While Clark believes that we need a great deal more diplomatic effort to redirect Iran from its current nuclear course, he also knows that one can’t deal with either Iran or Iraq in a bubble unto themselves. General Clark has stated publicly that America needs to do a deal with Iran. He believes we cannot manage Iraq and potential explosive realities in the region without buy-in from Iran. In that, there may be opportunities to appeal to Iran’s desire to be less isolated on the international stage and dealt with in a more dignified way given its size and importance in the region.

This is no proposal to appease Iran — and no call for America and Europe to “bless” Iran’s nuclear activities. The truth is that American military power, allied with our allies’ military capacity — properly and lethally constructed — should be in our “last resort tool kit” if Iran shows no interest in negotiating on any front… But the James Woolsey types of this era want such military options much higher on the list, without much regard for consequences to America’s overall security or the viability of its military and foreign policy objectives.

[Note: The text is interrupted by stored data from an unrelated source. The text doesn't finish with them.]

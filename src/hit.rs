#[cfg(test)]
#[path = "hit_test.rs"]
mod hit_test;

use crate::anchor::Anchor;
use crate::geom::{Location, distance};

/// Index of the first anchor whose outer circle strictly contains `pt`.
///
/// Overlapping anchors resolve to definition order. A point exactly on the
/// outer radius is not a hit.
#[must_use]
pub fn hit_test(pt: Location, anchors: &[Anchor]) -> Option<usize> {
    anchors
        .iter()
        .position(|anchor| distance(pt, anchor.location()) < anchor.anchor_circle_radius())
}
//! Frame composition: draws the full pattern scene onto a [`Surface`].
//!
//! Layers, bottom first:
//! 1. clear
//! 2. connecting lines and the live pointer line (unless lines cover anchors)
//! 3. every anchor
//! 4. connecting lines and the live pointer line (if lines cover anchors)
//! 5. arrowheads, always on top
//!
//! This module reads engine state and produces draw calls. It never mutates
//! application state.

#[cfg(test)]
#[path = "render_test.rs"]
mod render_test;

use crate::anchor::Anchor;
use crate::config::Config;
use crate::geom::{Intersections, Location, distance, line_circle_intersections};
use crate::input::InteractionState;
use crate::style::{LineStyle, StyleLookup};
use crate::surface::{Surface, SurfaceError};

/// The three corners of an arrowhead triangle.
#[derive(Debug, Clone, Copy, PartialEq)]
pub struct ArrowHead {
    pub tip: Location,
    pub left: Location,
    pub right: Location,
}

impl ArrowHead {
    #[must_use]
    pub fn points(&self) -> [Location; 3] {
        [self.tip, self.left, self.right]
    }
}

/// Everything a frame needs, borrowed from the engine.
pub struct Scene<'a, L: StyleLookup + ?Sized> {
    pub anchors: &'a [Anchor],
    pub state: &'a InteractionState,
    pub config: &'a Config,
    pub styles: &'a L,
}

/// Draw one full frame.
///
/// # Errors
///
/// Returns the first [`SurfaceError`] raised by the surface.
pub fn draw<S, L>(surface: &mut S, scene: &Scene<'_, L>) -> Result<(), SurfaceError>
where
    S: Surface + ?Sized,
    L: StyleLookup + ?Sized,
{
    surface.clear()?;

    let line_style = scene.styles.line_style(&scene.state.line_status);
    let cover = scene.config.line_cover_anchor;

    if !cover {
        draw_lines(surface, scene, line_style)?;
    }
    for anchor in scene.anchors {
        anchor.render(surface, scene.styles)?;
    }
    if cover {
        draw_lines(surface, scene, line_style)?;
    }

    if scene.config.arrow.show {
        if let Some(style) = line_style {
            draw_arrows(surface, scene, style)?;
        }
    }
    Ok(())
}

/// Locations of the selected anchors, in selection order.
fn selected_locations<L: StyleLookup + ?Sized>(scene: &Scene<'_, L>) -> Vec<Location> {
    scene
        .state
        .selection
        .iter()
        .filter_map(|&i| scene.anchors.get(i))
        .map(Anchor::location)
        .collect()
}

fn draw_lines<S, L>(surface: &mut S, scene: &Scene<'_, L>, style: Option<&LineStyle>) -> Result<(), SurfaceError>
where
    S: Surface + ?Sized,
    L: StyleLookup + ?Sized,
{
    let Some(style) = style else {
        return Ok(());
    };
    let points = selected_locations(scene);

    for pair in points.windows(2) {
        surface.stroke_path(pair, style.line_width, &style.line_color)?;
    }

    if let (Some(pointer), Some(&last)) = (scene.state.pointer(), points.last()) {
        surface.stroke_path(&[last, pointer], style.line_width, &style.line_color)?;
    }
    Ok(())
}

fn draw_arrows<S, L>(surface: &mut S, scene: &Scene<'_, L>, style: &LineStyle) -> Result<(), SurfaceError>
where
    S: Surface + ?Sized,
    L: StyleLookup + ?Sized,
{
    for pair in scene.state.selection.windows(2) {
        let (Some(from), Some(to)) = (scene.anchors.get(pair[0]), scene.anchors.get(pair[1])) else {
            continue;
        };
        let over = from.arrow().unwrap_or_default();
        let dist = over.distance.unwrap_or(scene.config.arrow.distance);
        let size = over.size.unwrap_or(scene.config.arrow.size);

        if let Some(head) = arrow_head(from.location(), to.location(), dist, size) {
            surface.fill_path(&head.points(), &style.line_color)?;
        }
    }
    Ok(())
}

/// Arrowhead on the segment `from -> to`.
///
/// An auxiliary circle of radius `size` is centered `distance` units from
/// `from` toward `to`. The tip sits `size` units further along; the back
/// corners are where the perpendicular through the circle center meets the
/// circle. Vertical and horizontal segments use closed forms; every other
/// direction goes through [`line_circle_intersections`], and if that solve
/// does not return two points both corners collapse to the origin.
///
/// Returns `None` when `from == to` (no direction).
#[must_use]
#[allow(clippy::float_cmp)]
pub fn arrow_head(from: Location, to: Location, distance_from: f64, size: f64) -> Option<ArrowHead> {
    let d = distance(from, to);
    if d == 0.0 {
        return None;
    }
    let ux = (to.x - from.x) / d;
    let uy = (to.y - from.y) / d;

    let center = Location::new(distance_from.mul_add(ux, from.x), distance_from.mul_add(uy, from.y));
    let reach = distance_from + size;
    let tip = Location::new(reach.mul_add(ux, from.x), reach.mul_add(uy, from.y));

    let (left, right) = if from.x == to.x {
        (Location::new(center.x - size, center.y), Location::new(center.x + size, center.y))
    } else if from.y == to.y {
        (Location::new(center.x, center.y - size), Location::new(center.x, center.y + size))
    } else {
        let slope = (to.y - from.y) / (to.x - from.x);
        let perp = -1.0 / slope;
        let intercept = center.y - perp * center.x;
        match line_circle_intersections(perp, intercept, center, size) {
            Intersections::Secant(a, b) => (a, b),
            Intersections::Tangent(_) | Intersections::None => (Location::ORIGIN, Location::ORIGIN),
        }
    };

    Some(ArrowHead { tip, left, right })
}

A strong, visionary U.S. president would go to Iran and do a deal akin to what Kissinger and Nixon accomplished with China… what is extremely important for US policy makers to know is that a replay of the mistakes that America made running up to our Iraq mess may finally be the punctuation point that ends America’s role as a globally powerful, mostly benign hegemon.

UPDATE: Wednesday’s CS Monitor had a good article that explains in non-technical terms how uranium is enriched, and why it’s difficult and time-consuming to build a facility that can do it.